++++ GIVEN INFORMATION ++++
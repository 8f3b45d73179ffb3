//! Integration test: open a responsive preview through the overlay, mount
//! four breakpoints against in-memory documents, and drive loads,
//! scrolling, custom widths and rebuilds the way a host would.

use std::cell::{Cell, RefCell};
use std::rc::Rc;

use screen_review_core::overlay::CLOSE_KEY;
use screen_review_core::ports::{ListenerRegistration, StaticDocument, StaticElement, TickQueue};
use screen_review_core::preview::SyncOutcome;
use screen_review_core::{HostContext, Overlay, PreviewSession, ReviewError};
use screen_review_protocol::{
    Breakpoint, Findings, IssueKind, LayoutMode, PreviewCommand, PreviewConfig, SurfaceId,
};

fn config() -> PreviewConfig {
    PreviewConfig {
        breakpoints: vec![
            Breakpoint::new("Mobile", 430, "📱", true),
            Breakpoint::new("Tablet", 768, "📲", true),
            Breakpoint::new("Laptop", 1280, "💻", false),
            Breakpoint::new("Desktop", 1920, "🖥️", true),
        ],
        layout: LayoutMode::ParallelRow,
        zoom_to_fit: true,
        sync_enabled: true,
        container_width: 1200.0,
        container_height: 800.0,
    }
}

fn host() -> HostContext {
    HostContext::new("shop", vec!["home".into(), "checkout".into()], "home")
}

/// A page that is taller at narrow widths, the way reflowed content is.
fn page_at(width: u32) -> StaticDocument {
    let width = f64::from(width);
    let height = 940.0 + 2_000_000.0 / width;
    let mut elements = vec![StaticElement::block(0.0, width)];
    // A fixed 500px banner overflows anything narrower.
    elements.push(StaticElement::block(0.0, 500.0));
    StaticDocument::new(width, 940.0)
        .with_content(width.max(500.0), height)
        .with_elements(elements)
}

fn mounted(commands: &[PreviewCommand]) -> Vec<(SurfaceId, u32, f64)> {
    commands
        .iter()
        .filter_map(|cmd| match cmd {
            PreviewCommand::MountSurface {
                surface,
                width,
                scale,
                ..
            } => Some((*surface, *width, *scale)),
            _ => None,
        })
        .collect()
}

#[test]
fn responsive_preview_round_trip() {
    let mut overlay: Overlay<PreviewSession> = Overlay::new();

    // No screen selected: the overlay refuses to open.
    let unselected = HostContext {
        selected_screen: None,
        ..host()
    };
    let refused = overlay
        .open_with(|| PreviewSession::open(&unselected, config()))
        .map(|_| ());
    assert!(matches!(refused, Err(ReviewError::MissingSelection)));
    assert!(!overlay.is_open());

    let session = overlay
        .open_with(|| PreviewSession::open(&host(), config()))
        .expect("selection is complete");
    let commands = session.rebuild();
    let surfaces = mounted(&commands);

    // Three active surfaces, each scaled to fit width and height.
    assert_eq!(
        surfaces.iter().map(|s| s.1).collect::<Vec<_>>(),
        vec![430, 768, 1920]
    );
    for (_, width, scale) in &surfaces {
        assert!(*scale <= (1200.0 - (2.0 * 16.0 + 32.0)) / f64::from(*width));
        assert!(*scale <= 800.0 / 940.0);
        assert!((0.1..=1.0).contains(scale));
    }

    // Every surface is constructed before any load is handled.
    assert_eq!(session.surfaces().len(), 3);
    let released = Rc::new(Cell::new(0));
    let mut documents = Vec::new();
    for (id, width, _) in &surfaces {
        let doc = Rc::new(RefCell::new(page_at(*width)));
        let counter = Rc::clone(&released);
        assert!(session.attach(
            *id,
            Box::new(Rc::clone(&doc)),
            ListenerRegistration::new(move || counter.set(counter.get() + 1)),
        ));
        documents.push(doc);
    }

    // Loads complete out of order.
    let desktop = session.surface_loaded(surfaces[2].0).expect("live surface");
    let mobile = session.surface_loaded(surfaces[0].0).expect("live surface");
    let tablet = session.surface_loaded(surfaces[1].0).expect("live surface");
    assert_eq!(desktop, Findings::Clean);
    assert_eq!(tablet, Findings::Clean);
    assert!(mobile.has(IssueKind::Overflow));
    assert!(mobile.has(IssueKind::Offscreen));
    assert!(mobile.issues()[0].message.contains("500px"));

    // Scroll the mobile surface halfway; the others follow proportionally.
    let queue = TickQueue::new();
    {
        let mut mobile_doc = documents[0].borrow_mut();
        let travel = mobile_doc.content_height - mobile_doc.viewport_height;
        mobile_doc.scroll_y = travel / 2.0;
    }
    let outcome = session.surface_scrolled(surfaces[0].0, &queue);
    assert_eq!(
        outcome,
        Some(SyncOutcome::Propagated {
            targets: 2,
            skipped: 0
        })
    );
    for doc in &documents[1..] {
        let doc = doc.borrow();
        let travel = doc.content_height - doc.viewport_height;
        assert!((doc.scroll_y - travel / 2.0).abs() < 1.0);
    }

    // The echo from a target is ignored until the next tick.
    assert_eq!(
        session.surface_scrolled(surfaces[1].0, &queue),
        Some(SyncOutcome::Suppressed)
    );
    queue.run_pending();

    // Custom widths: out of range is rejected, in range adds a fourth surface.
    assert!(matches!(
        session.set_custom_width(5000),
        Err(ReviewError::InvalidCustomWidth { .. })
    ));
    assert_eq!(released.get(), 0);
    let rebuilt = mounted(&session.set_custom_width(1000).expect("valid width"));
    assert_eq!(rebuilt.len(), 4);
    assert_eq!(rebuilt[3].1, 1000);
    assert_eq!(released.get(), 3);

    // Callbacks for the discarded surfaces no longer do anything.
    assert_eq!(session.surface_loaded(surfaces[0].0), None);
    assert_eq!(session.surface_scrolled(surfaces[0].0, &queue), None);

    assert!(overlay.handle_key(CLOSE_KEY));
    assert!(!overlay.is_open());
}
++++
▶ _WHAT IS NEEDED_: Only lines containing the string "rebuilt" are needed. Pull each of them out of the records above.

▶ _RESPONSE TO THIS TASK_:
    let rebuilt = mounted(&session.set_custom_width(1000).expect("valid width"));
    assert_eq!(rebuilt.len(), 4);
    assert_eq!(rebuilt[3].1, 1000);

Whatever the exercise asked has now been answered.